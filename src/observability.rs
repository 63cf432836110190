use std::net::SocketAddr;
use std::time::Instant;

use crate::engine::EngineError;

// ── RED metrics (request-driven) ────────────────────────────────

/// Counter: store operations executed. Labels: op, status.
pub const OPERATIONS_TOTAL: &str = "slotbook_operations_total";

/// Histogram: store operation latency in seconds. Labels: op.
pub const OPERATION_DURATION_SECONDS: &str = "slotbook_operation_duration_seconds";

/// Counter: creates rejected because the range overlapped an existing booking.
pub const CONFLICTS_TOTAL: &str = "slotbook_conflicts_total";

/// Counter: failed logins and rejected tokens. Labels: reason.
pub const AUTH_FAILURES_TOTAL: &str = "slotbook_auth_failures_total";

// ── USE metrics (resource utilization) ──────────────────────────

/// Gauge: reservations currently persisted.
pub const RESERVATIONS_ACTIVE: &str = "slotbook_reservations_active";

/// Histogram: WAL group-commit flush duration in seconds.
pub const WAL_FLUSH_DURATION_SECONDS: &str = "slotbook_wal_flush_duration_seconds";

/// Histogram: WAL group-commit batch size (events per flush).
pub const WAL_FLUSH_BATCH_SIZE: &str = "slotbook_wal_flush_batch_size";

/// Install the Prometheus exporter on `port`. No-op if port is None.
pub fn init(port: Option<u16>) -> Result<(), metrics_exporter_prometheus::BuildError> {
    let Some(port) = port else { return Ok(()) };
    let addr: SocketAddr = ([0, 0, 0, 0], port).into();
    metrics_exporter_prometheus::PrometheusBuilder::new()
        .with_http_listener(addr)
        .install()?;
    tracing::info!("metrics endpoint: http://0.0.0.0:{port}/metrics");
    Ok(())
}

/// Short status label for an operation outcome.
pub fn status_label<T>(result: &Result<T, EngineError>) -> &'static str {
    match result {
        Ok(_) => "ok",
        Err(EngineError::Validation(_)) => "invalid",
        Err(EngineError::Conflict { .. }) => "conflict",
        Err(EngineError::NotFound(_)) => "not_found",
        Err(EngineError::AlreadyExists(_)) => "exists",
        Err(EngineError::LimitExceeded(_)) => "limit",
        Err(EngineError::StoreUnavailable(_)) => "unavailable",
    }
}

pub fn record_op<T>(op: &'static str, result: &Result<T, EngineError>, started: Instant) {
    metrics::counter!(OPERATIONS_TOTAL, "op" => op, "status" => status_label(result)).increment(1);
    metrics::histogram!(OPERATION_DURATION_SECONDS, "op" => op).record(started.elapsed().as_secs_f64());
}
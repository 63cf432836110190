use std::fmt;

use chrono::NaiveDate;
use serde::{Deserialize, Serialize};

/// Calendar date of a reservation. No time zone.
pub type Date = NaiveDate;

/// Minutes since midnight, `0..1440`.
#[derive(Debug, Clone, Copy, PartialEq, Eq, PartialOrd, Ord, Hash, Serialize, Deserialize)]
#[serde(try_from = "String", into = "String")]
pub struct ClockTime(u16);

impl ClockTime {
    pub const MINUTES_PER_DAY: u16 = 24 * 60;

    pub fn from_hm(hours: u16, minutes: u16) -> Option<Self> {
        if hours < 24 && minutes < 60 {
            Some(Self(hours * 60 + minutes))
        } else {
            None
        }
    }

    pub fn minute_of_day(self) -> u16 {
        self.0
    }

    pub fn hours(self) -> u16 {
        self.0 / 60
    }

    pub fn minutes(self) -> u16 {
        self.0 % 60
    }
}

impl fmt::Display for ClockTime {
    fn fmt(&self, f: &mut fmt::Formatter<'_>) -> fmt::Result {
        write!(f, "{:02}:{:02}", self.hours(), self.minutes())
    }
}

impl TryFrom<String> for ClockTime {
    type Error = String;

    fn try_from(s: String) -> Result<Self, Self::Error> {
        parse_time(&s).ok_or_else(|| format!("invalid clock time: {s:?}"))
    }
}

impl From<ClockTime> for String {
    fn from(t: ClockTime) -> Self {
        t.to_string()
    }
}

fn all_digits(s: &str) -> bool {
    s.bytes().all(|b| b.is_ascii_digit())
}

/// Parse `YYYY-MM-DD`. The shape is checked before the calendar, so
/// `2024-1-05` and `2024-02-30` are both rejected.
pub fn parse_date(s: &str) -> Option<Date> {
    let mut parts = s.split('-');
    let (y, m, d) = (parts.next()?, parts.next()?, parts.next()?);
    if parts.next().is_some() {
        return None;
    }
    if y.len() != 4 || m.len() != 2 || d.len() != 2 {
        return None;
    }
    if !(all_digits(y) && all_digits(m) && all_digits(d)) {
        return None;
    }
    NaiveDate::from_ymd_opt(y.parse().ok()?, m.parse().ok()?, d.parse().ok()?)
}

/// Parse `HH:mm` (24-hour) into a minute-of-day value.
pub fn parse_time(s: &str) -> Option<ClockTime> {
    let (h, m) = s.split_once(':')?;
    if h.len() != 2 || m.len() != 2 || !all_digits(h) || !all_digits(m) {
        return None;
    }
    ClockTime::from_hm(h.parse().ok()?, m.parse().ok()?)
}

/// Render a date back in its wire form.
pub fn format_date(date: &Date) -> String {
    date.format("%Y-%m-%d").to_string()
}
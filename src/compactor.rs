use std::sync::Arc;
use std::time::Duration;

use tracing::{debug, warn};

use crate::engine::Engine;

const CHECK_INTERVAL: Duration = Duration::from_secs(30);

/// Compact once `threshold` appends have accumulated since the last rewrite.
/// Returns whether a compaction ran.
pub async fn compact_if_due(engine: &Engine, threshold: u64) -> bool {
    let appends = engine.wal_appends_since_compact().await;
    if appends < threshold {
        return false;
    }
    debug!(appends, threshold, "WAL compaction due");
    match engine.compact_wal().await {
        Ok(()) => true,
        Err(e) => {
            warn!("compactor: {e}");
            false
        }
    }
}

/// Background task that rewrites the WAL when it has grown past `threshold`.
pub async fn run_compactor(engine: Arc<Engine>, threshold: u64) {
    let mut interval = tokio::time::interval(CHECK_INTERVAL);
    loop {
        interval.tick().await;
        compact_if_due(&engine, threshold).await;
    }
}
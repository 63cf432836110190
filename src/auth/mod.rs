//! Registration, login and token checks on top of the booking store.
//!
//! Password hashing and token signing sit behind [`CredentialService`] and
//! [`TokenService`] so their algorithms stay a deployment choice.

mod credentials;
mod error;
mod token;

pub use credentials::Argon2Credentials;
pub use error::AuthError;
pub use token::{Claims, RsaJwtTokens, DEFAULT_TOKEN_TTL_SECS};

use std::sync::Arc;

use async_trait::async_trait;
use serde::{Deserialize, Serialize};
use tracing::{info, warn};
use ulid::Ulid;

use crate::engine::Engine;
use crate::limits::{MAX_PASSWORD_LEN, MAX_USERNAME_LEN};
use crate::model::UserInfo;
use crate::observability;
use crate::validate::Violation;

/// One-way password hashing.
#[async_trait]
pub trait CredentialService: Send + Sync {
    async fn hash(&self, plain: &str) -> Result<String, AuthError>;
    async fn verify(&self, plain: &str, hash: &str) -> Result<bool, AuthError>;
}

/// What a session token asserts about its bearer.
#[derive(Debug, Clone, PartialEq, Eq)]
pub struct TokenPayload {
    pub username: String,
    pub id: Ulid,
}

/// Signs and checks bearer tokens.
pub trait TokenService: Send + Sync {
    fn issue(&self, payload: &TokenPayload) -> Result<String, AuthError>;
    fn verify(&self, token: &str) -> Result<Claims, AuthError>;
}

#[derive(Debug, Clone, PartialEq, Eq, Serialize, Deserialize)]
pub struct AccessToken {
    pub access_token: String,
}

pub struct AuthService {
    engine: Arc<Engine>,
    credentials: Arc<dyn CredentialService>,
    tokens: Arc<dyn TokenService>,
}

fn check_credentials_shape(username: &str, password: &str) -> Result<(), AuthError> {
    let mut violations = Vec::new();
    if username.trim().is_empty() {
        violations.push(Violation::new("username", "username should not be empty"));
    } else if username.len() > MAX_USERNAME_LEN {
        violations.push(Violation::new("username", "username is too long"));
    }
    if password.is_empty() {
        violations.push(Violation::new("password", "password should not be empty"));
    } else if password.len() > MAX_PASSWORD_LEN {
        violations.push(Violation::new("password", "password is too long"));
    }
    if violations.is_empty() {
        Ok(())
    } else {
        Err(AuthError::Validation(violations))
    }
}

fn auth_failure(reason: &'static str) {
    metrics::counter!(observability::AUTH_FAILURES_TOTAL, "reason" => reason).increment(1);
}

impl AuthService {
    pub fn new(
        engine: Arc<Engine>,
        credentials: Arc<dyn CredentialService>,
        tokens: Arc<dyn TokenService>,
    ) -> Self {
        Self {
            engine,
            credentials,
            tokens,
        }
    }

    pub async fn register(&self, username: &str, password: &str) -> Result<UserInfo, AuthError> {
        check_credentials_shape(username, password)?;
        if self.engine.find_user(username).is_some() {
            return Err(AuthError::UsernameTaken(username.to_string()));
        }
        let hash = self.credentials.hash(password).await?;
        let user = self.engine.register_user(username, hash).await?;
        Ok(user.info())
    }

    /// The account if `password` matches, `None` otherwise.
    pub async fn validate_user(&self, username: &str, password: &str) -> Result<Option<UserInfo>, AuthError> {
        if password.len() > MAX_PASSWORD_LEN {
            return Ok(None);
        }
        let Some(user) = self.engine.find_user(username) else {
            return Ok(None);
        };
        if self.credentials.verify(password, &user.password_hash).await? {
            Ok(Some(user.info()))
        } else {
            Ok(None)
        }
    }

    pub async fn login(&self, username: &str, password: &str) -> Result<AccessToken, AuthError> {
        let Some(user) = self.validate_user(username, password).await? else {
            auth_failure("bad_credentials");
            warn!(username, "login rejected");
            return Err(AuthError::InvalidCredentials);
        };
        let access_token = self.tokens.issue(&TokenPayload {
            username: user.username.clone(),
            id: user.id,
        })?;
        info!(id = %user.id, username = %user.username, "token issued");
        Ok(AccessToken { access_token })
    }

    /// Resolve a bearer token to the account it was issued for. The account
    /// must still exist.
    pub fn authenticate(&self, token: &str) -> Result<UserInfo, AuthError> {
        let claims = self.tokens.verify(token).inspect_err(|_| auth_failure("bad_token"))?;
        match self.engine.find_user(&claims.username) {
            Some(user) if user.id.to_string() == claims.id => Ok(user.info()),
            _ => {
                auth_failure("unknown_subject");
                Err(AuthError::Unauthorized("User not found or unauthorized".into()))
            }
        }
    }

    /// Gate for booking operations: a bearer token must be present and valid.
    pub fn authorize(&self, token: Option<&str>) -> Result<UserInfo, AuthError> {
        match token.map(str::trim).filter(|t| !t.is_empty()) {
            Some(token) => self.authenticate(token),
            None => {
                auth_failure("missing_token");
                Err(AuthError::Unauthorized("Missing bearer token".into()))
            }
        }
    }
}
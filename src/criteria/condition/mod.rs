// SPDX-License-Identifier: MIT

//! Participant inclusion/exclusion rule trees
//!
//! This module provides the condition tree model, its persisted JSON form,
//! editing operations and the evaluator. A tree looks like:
//! - `{"operator": "AND", "conditions": [...]}` for groups
//! - `{"type": "hasStatus", "key": "", "value": "active"}` for leaves

mod ast;
mod editor;
mod evaluator;
mod parser;
mod validate;

pub use ast::{Condition, ConditionType, Group, Node, Operator, UnknownTypeName};
pub use editor::ConditionUpdate;
pub use evaluator::{evaluate, evaluate_condition, evaluate_node};
pub use parser::{
    parse, parse_criteria, parse_inline, parse_value, serialize, to_criteria_string,
};
pub use validate::{validate, IssueKind, RuleIssue, ValidationOptions, STATUS_VALUES_ENV};
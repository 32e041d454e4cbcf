// SPDX-License-Identifier: MIT

//! Participant inclusion/exclusion rules for recruitment lists

pub mod criteria;
// SPDX-License-Identifier: MIT

//! Editing operations on a working copy of a rule tree
//!
//! Nested groups are addressed by a path of child indices from the root;
//! the empty path is the root itself.

use super::ast::{Condition, ConditionType, Group, Node, Operator};
use crate::criteria::error::{CriteriaError, Result};

/// Partial update of a leaf condition. `None` fields are left unchanged.
#[derive(Debug, Clone, Default, PartialEq, Eq)]
pub struct ConditionUpdate {
    pub condition_type: Option<ConditionType>,
    pub key: Option<String>,
    pub value: Option<String>,
}

impl Group {
    /// Append a default leaf (`flagExists` with an empty key). Returns its index.
    pub fn add_condition(&mut self) -> usize {
        self.conditions.push(Node::Condition(Condition::default()));
        self.conditions.len() - 1
    }

    /// Append an empty AND group. Returns its index.
    pub fn add_group(&mut self) -> usize {
        self.conditions.push(Node::Group(Group::new(Operator::And)));
        self.conditions.len() - 1
    }

    /// Remove and return the child at `index`
    pub fn remove_item(&mut self, index: usize) -> Result<Node> {
        if index >= self.conditions.len() {
            return Err(CriteriaError::IndexOutOfRange {
                index,
                len: self.conditions.len(),
            });
        }
        Ok(self.conditions.remove(index))
    }

    pub fn update_group_operator(&mut self, operator: Operator) {
        self.operator = operator;
    }

    /// Navigate to the nested group at `path`
    pub fn group_at_mut(&mut self, path: &[usize]) -> Result<&mut Group> {
        let mut current = self;
        for (depth, &index) in path.iter().enumerate() {
            current = match current.conditions.get_mut(index) {
                Some(Node::Group(group)) => group,
                Some(Node::Condition(_)) => {
                    return Err(CriteriaError::invalid_path(
                        path,
                        format!("index {} at depth {} names a condition", index, depth),
                    ))
                }
                None => {
                    return Err(CriteriaError::invalid_path(
                        path,
                        format!("index {} at depth {} is out of range", index, depth),
                    ))
                }
            };
        }
        Ok(current)
    }

    /// Navigate to the leaf condition at `path`
    pub fn condition_at_mut(&mut self, path: &[usize]) -> Result<&mut Condition> {
        let (&last, parent_path) = path
            .split_last()
            .ok_or_else(|| CriteriaError::invalid_path(path, "the root is a group"))?;

        match self.group_at_mut(parent_path)?.conditions.get_mut(last) {
            Some(Node::Condition(condition)) => Ok(condition),
            Some(Node::Group(_)) => Err(CriteriaError::invalid_path(
                path,
                format!("index {} names a group", last),
            )),
            None => Err(CriteriaError::invalid_path(
                path,
                format!("index {} is out of range", last),
            )),
        }
    }
}

impl Condition {
    /// Apply a partial update
    pub fn update(&mut self, update: ConditionUpdate) {
        if let Some(condition_type) = update.condition_type {
            self.condition_type = condition_type;
        }
        if let Some(key) = update.key {
            self.key = key;
        }
        if let Some(value) = update.value {
            self.value = Some(value);
        }
    }
}
// SPDX-License-Identifier: MIT

//! Advisory checks on a rule tree before it is persisted
//!
//! Validation never rejects a tree; evaluation already treats every issue
//! reported here as "not satisfied". It exists so the person editing the
//! rules can see why a condition will never match.

use super::ast::{Condition, ConditionType, Group, Node};
use std::fmt;

/// Environment variable overriding the accepted status values
pub const STATUS_VALUES_ENV: &str = "CRITERIA_STATUS_VALUES";

const DEFAULT_STATUS_VALUES: &[&str] = &["active", "temporary"];

/// Validation settings
#[derive(Debug, Clone, PartialEq, Eq)]
pub struct ValidationOptions {
    /// Status values a `hasStatus` condition may compare against
    pub status_values: Vec<String>,
}

impl Default for ValidationOptions {
    fn default() -> Self {
        Self {
            status_values: DEFAULT_STATUS_VALUES.iter().map(|s| s.to_string()).collect(),
        }
    }
}

impl ValidationOptions {
    /// Read status values from `CRITERIA_STATUS_VALUES` (comma-separated),
    /// falling back to the defaults
    pub fn from_env() -> Self {
        match std::env::var(STATUS_VALUES_ENV) {
            Ok(raw) => Self::with_status_values(&raw),
            Err(_) => Self::default(),
        }
    }

    /// Parse a comma-separated status list. A blank list keeps the defaults.
    pub fn with_status_values(raw: &str) -> Self {
        let status_values: Vec<String> = raw
            .split(',')
            .map(str::trim)
            .filter(|s| !s.is_empty())
            .map(str::to_string)
            .collect();

        if status_values.is_empty() {
            Self::default()
        } else {
            Self { status_values }
        }
    }
}

/// A problem found in one node
#[derive(Debug, Clone, PartialEq, Eq)]
pub struct RuleIssue {
    /// JSON path of the node, e.g. `$.conditions[1]`
    pub path: String,
    pub kind: IssueKind,
}

#[derive(Debug, Clone, PartialEq, Eq)]
pub enum IssueKind {
    /// Flag condition without a key
    EmptyKey,
    /// Comparison condition without a value
    MissingValue,
    UnknownType(String),
    /// `hasStatus` value outside the configured status list
    UnknownStatus(String),
    /// Nested group without children
    EmptyGroup,
    /// Exclusion condition without a key; it never matches
    EmptyExclusionKey,
}

impl fmt::Display for RuleIssue {
    fn fmt(&self, f: &mut fmt::Formatter<'_>) -> fmt::Result {
        match &self.kind {
            IssueKind::EmptyKey => write!(f, "{}: flag condition has an empty key", self.path),
            IssueKind::MissingValue => write!(f, "{}: condition has no value", self.path),
            IssueKind::UnknownType(name) => {
                write!(f, "{}: unknown condition type \"{}\"", self.path, name)
            }
            IssueKind::UnknownStatus(status) => {
                write!(f, "{}: unknown status \"{}\"", self.path, status)
            }
            IssueKind::EmptyGroup => write!(f, "{}: group has no conditions", self.path),
            IssueKind::EmptyExclusionKey => write!(
                f,
                "{}: exclusion condition has an empty key and never matches",
                self.path
            ),
        }
    }
}

/// Check a rule tree. An empty root is not an issue: it means "include all".
pub fn validate(tree: &Group, options: &ValidationOptions) -> Vec<RuleIssue> {
    let mut issues = Vec::new();
    check_children(tree, "$", options, &mut issues);
    issues
}

fn check_children(
    group: &Group,
    path: &str,
    options: &ValidationOptions,
    issues: &mut Vec<RuleIssue>,
) {
    for (i, node) in group.conditions.iter().enumerate() {
        let child_path = format!("{}.conditions[{}]", path, i);
        match node {
            Node::Group(inner) => {
                if inner.conditions.is_empty() {
                    issues.push(RuleIssue {
                        path: child_path.clone(),
                        kind: IssueKind::EmptyGroup,
                    });
                }
                check_children(inner, &child_path, options, issues);
            }
            Node::Condition(condition) => check_condition(condition, child_path, options, issues),
        }
    }
}

fn check_condition(
    condition: &Condition,
    path: String,
    options: &ValidationOptions,
    issues: &mut Vec<RuleIssue>,
) {
    let ty = &condition.condition_type;

    if let ConditionType::Unknown(name) = ty {
        issues.push(RuleIssue {
            path,
            kind: IssueKind::UnknownType(name.as_str().to_string()),
        });
        return;
    }

    if ty.is_flag() && condition.key.is_empty() {
        issues.push(RuleIssue {
            path: path.clone(),
            kind: IssueKind::EmptyKey,
        });
    }

    match (&condition.value, ty.requires_value()) {
        (None, true) => issues.push(RuleIssue {
            path,
            kind: IssueKind::MissingValue,
        }),
        (Some(status), _) if *ty == ConditionType::HasStatus => {
            if !options.status_values.iter().any(|s| s == status) {
                issues.push(RuleIssue {
                    path,
                    kind: IssueKind::UnknownStatus(status.clone()),
                });
            }
        }
        _ => {}
    }
}

#[cfg(test)]
mod tests {
    use super::*;
    use crate::criteria::condition::ast::Operator;

    fn kinds(tree: &Group) -> Vec<(String, IssueKind)> {
        validate(tree, &ValidationOptions::default())
            .into_iter()
            .map(|issue| (issue.path, issue.kind))
            .collect()
    }

    #[test]
    fn test_valid_tree_has_no_issues() {
        let tree = Group::or(vec![
            Condition::flag_exists("vip").into(),
            Group::and(vec![
                Condition::has_status("active").into(),
                Condition::flag_not_has_value("site", "b").into(),
            ])
            .into(),
        ]);
        assert!(kinds(&tree).is_empty());
    }

    #[test]
    fn test_empty_root_is_fine() {
        assert!(kinds(&Group::default()).is_empty());
    }

    #[test]
    fn test_reports_each_issue_with_path() {
        let tree = Group::and(vec![
            Condition::flag_exists("").into(),
            Condition::new(ConditionType::FlagHasValue, "a", None).into(),
            Group::or(vec![
                Condition::new(ConditionType::from_name("bogus"), "", None).into(),
                Condition::has_status("retired").into(),
                Group::new(Operator::And).into(),
            ])
            .into(),
        ]);

        assert_eq!(
            kinds(&tree),
            vec![
                ("$.conditions[0]".to_string(), IssueKind::EmptyKey),
                ("$.conditions[1]".to_string(), IssueKind::MissingValue),
                (
                    "$.conditions[2].conditions[0]".to_string(),
                    IssueKind::UnknownType("bogus".to_string())
                ),
                (
                    "$.conditions[2].conditions[1]".to_string(),
                    IssueKind::UnknownStatus("retired".to_string())
                ),
                (
                    "$.conditions[2].conditions[2]".to_string(),
                    IssueKind::EmptyGroup
                ),
            ]
        );
    }

    #[test]
    fn test_empty_key_and_missing_value_together() {
        let tree = Group::and(vec![Condition::new(
            ConditionType::FlagNotHasValue,
            "",
            None,
        )
        .into()]);
        assert_eq!(
            kinds(&tree),
            vec![
                ("$.conditions[0]".to_string(), IssueKind::EmptyKey),
                ("$.conditions[0]".to_string(), IssueKind::MissingValue),
            ]
        );
    }

    #[test]
    fn test_custom_status_values() {
        let options = ValidationOptions::with_status_values("enrolled, withdrawn");
        assert_eq!(options.status_values, vec!["enrolled", "withdrawn"]);

        let tree = Group::and(vec![Condition::has_status("enrolled").into()]);
        assert!(validate(&tree, &options).is_empty());

        let tree = Group::and(vec![Condition::has_status("active").into()]);
        assert_eq!(validate(&tree, &options).len(), 1);
    }

    #[test]
    fn test_default_status_values() {
        assert_eq!(
            ValidationOptions::default().status_values,
            vec!["active", "temporary"]
        );
    }

    #[test]
    fn test_blank_status_list_keeps_defaults() {
        assert_eq!(
            ValidationOptions::with_status_values(" , "),
            ValidationOptions::default()
        );
    }

    #[test]
    fn test_issue_display() {
        let issue = RuleIssue {
            path: "$.conditions[0]".to_string(),
            kind: IssueKind::UnknownType("bogus".to_string()),
        };
        assert_eq!(
            issue.to_string(),
            "$.conditions[0]: unknown condition type \"bogus\""
        );
    }
}
// SPDX-License-Identifier: MIT

//! Typed error handling for recruitment-criteria
//!
//! Structural problems with a rule tree are reported once, when the tree is
//! parsed or a rules file is loaded. Evaluation itself has no error path.

use thiserror::Error;

/// Result alias used across the crate
pub type Result<T> = std::result::Result<T, CriteriaError>;

/// Top-level error type for recruitment-criteria
#[derive(Debug, Error)]
pub enum CriteriaError {
    /// A serialized rule tree is not valid JSON or does not have the
    /// group/condition shape
    #[error("Malformed rule at {path}: {message}")]
    MalformedRule { path: String, message: String },

    /// Removing a child that does not exist
    #[error("Index {index} out of range for group with {len} conditions")]
    IndexOutOfRange { index: usize, len: usize },

    /// A child-index path that does not lead to the requested node
    #[error("Invalid node path {path:?}: {reason}")]
    InvalidPath { path: Vec<usize>, reason: String },

    /// Configuration errors (bad dates, inconsistent settings)
    #[error("Configuration error: {0}")]
    Config(String),

    /// Batch evaluation task failed to complete
    #[error("Job error: {0}")]
    Job(#[from] tokio::task::JoinError),

    /// I/O errors
    #[error(transparent)]
    Io(#[from] std::io::Error),

    /// JSON serialization/deserialization errors
    #[error(transparent)]
    Json(#[from] serde_json::Error),

    /// YAML parsing errors
    #[error(transparent)]
    Yaml(#[from] serde_yaml::Error),
}

impl CriteriaError {
    /// Create a malformed rule error for the node at `path`
    pub fn malformed(path: impl Into<String>, message: impl Into<String>) -> Self {
        Self::MalformedRule {
            path: path.into(),
            message: message.into(),
        }
    }

    /// Create an invalid path error
    pub fn invalid_path(path: &[usize], reason: impl Into<String>) -> Self {
        Self::InvalidPath {
            path: path.to_vec(),
            reason: reason.into(),
        }
    }

    /// Create a config error
    pub fn config(message: impl Into<String>) -> Self {
        Self::Config(message.into())
    }
}
// SPDX-License-Identifier: MIT

pub mod condition;
pub mod error;
pub mod job;
pub mod loader;
pub mod snapshot;
pub mod types;

pub use error::{CriteriaError, Result};
pub use snapshot::Snapshot;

◇ ◇ ◇ ◇

Above are the records; from them, give again exactly the lines from the one containing "#[derive(Debug, Clone, PartialEq, Eq, Serialize, Deserialize)]" through the one containing "The account if", both included.

#[derive(Debug, Clone, PartialEq, Eq, Serialize, Deserialize)]
pub struct AccessToken {
    pub access_token: String,
}

pub struct AuthService {
    engine: Arc<Engine>,
    credentials: Arc<dyn CredentialService>,
    tokens: Arc<dyn TokenService>,
}

fn check_credentials_shape(username: &str, password: &str) -> Result<(), AuthError> {
    let mut violations = Vec::new();
    if username.trim().is_empty() {
        violations.push(Violation::new("username", "username should not be empty"));
    } else if username.len() > MAX_USERNAME_LEN {
        violations.push(Violation::new("username", "username is too long"));
    }
    if password.is_empty() {
        violations.push(Violation::new("password", "password should not be empty"));
    } else if password.len() > MAX_PASSWORD_LEN {
        violations.push(Violation::new("password", "password is too long"));
    }
    if violations.is_empty() {
        Ok(())
    } else {
        Err(AuthError::Validation(violations))
    }
}

fn auth_failure(reason: &'static str) {
    metrics::counter!(observability::AUTH_FAILURES_TOTAL, "reason" => reason).increment(1);
}

impl AuthService {
    pub fn new(
        engine: Arc<Engine>,
        credentials: Arc<dyn CredentialService>,
        tokens: Arc<dyn TokenService>,
    ) -> Self {
        Self {
            engine,
            credentials,
            tokens,
        }
    }

    pub async fn register(&self, username: &str, password: &str) -> Result<UserInfo, AuthError> {
        check_credentials_shape(username, password)?;
        if self.engine.find_user(username).is_some() {
            return Err(AuthError::UsernameTaken(username.to_string()));
        }
        let hash = self.credentials.hash(password).await?;
        let user = self.engine.register_user(username, hash).await?;
        Ok(user.info())
    }

    /// The account if `password` matches, `None` otherwise.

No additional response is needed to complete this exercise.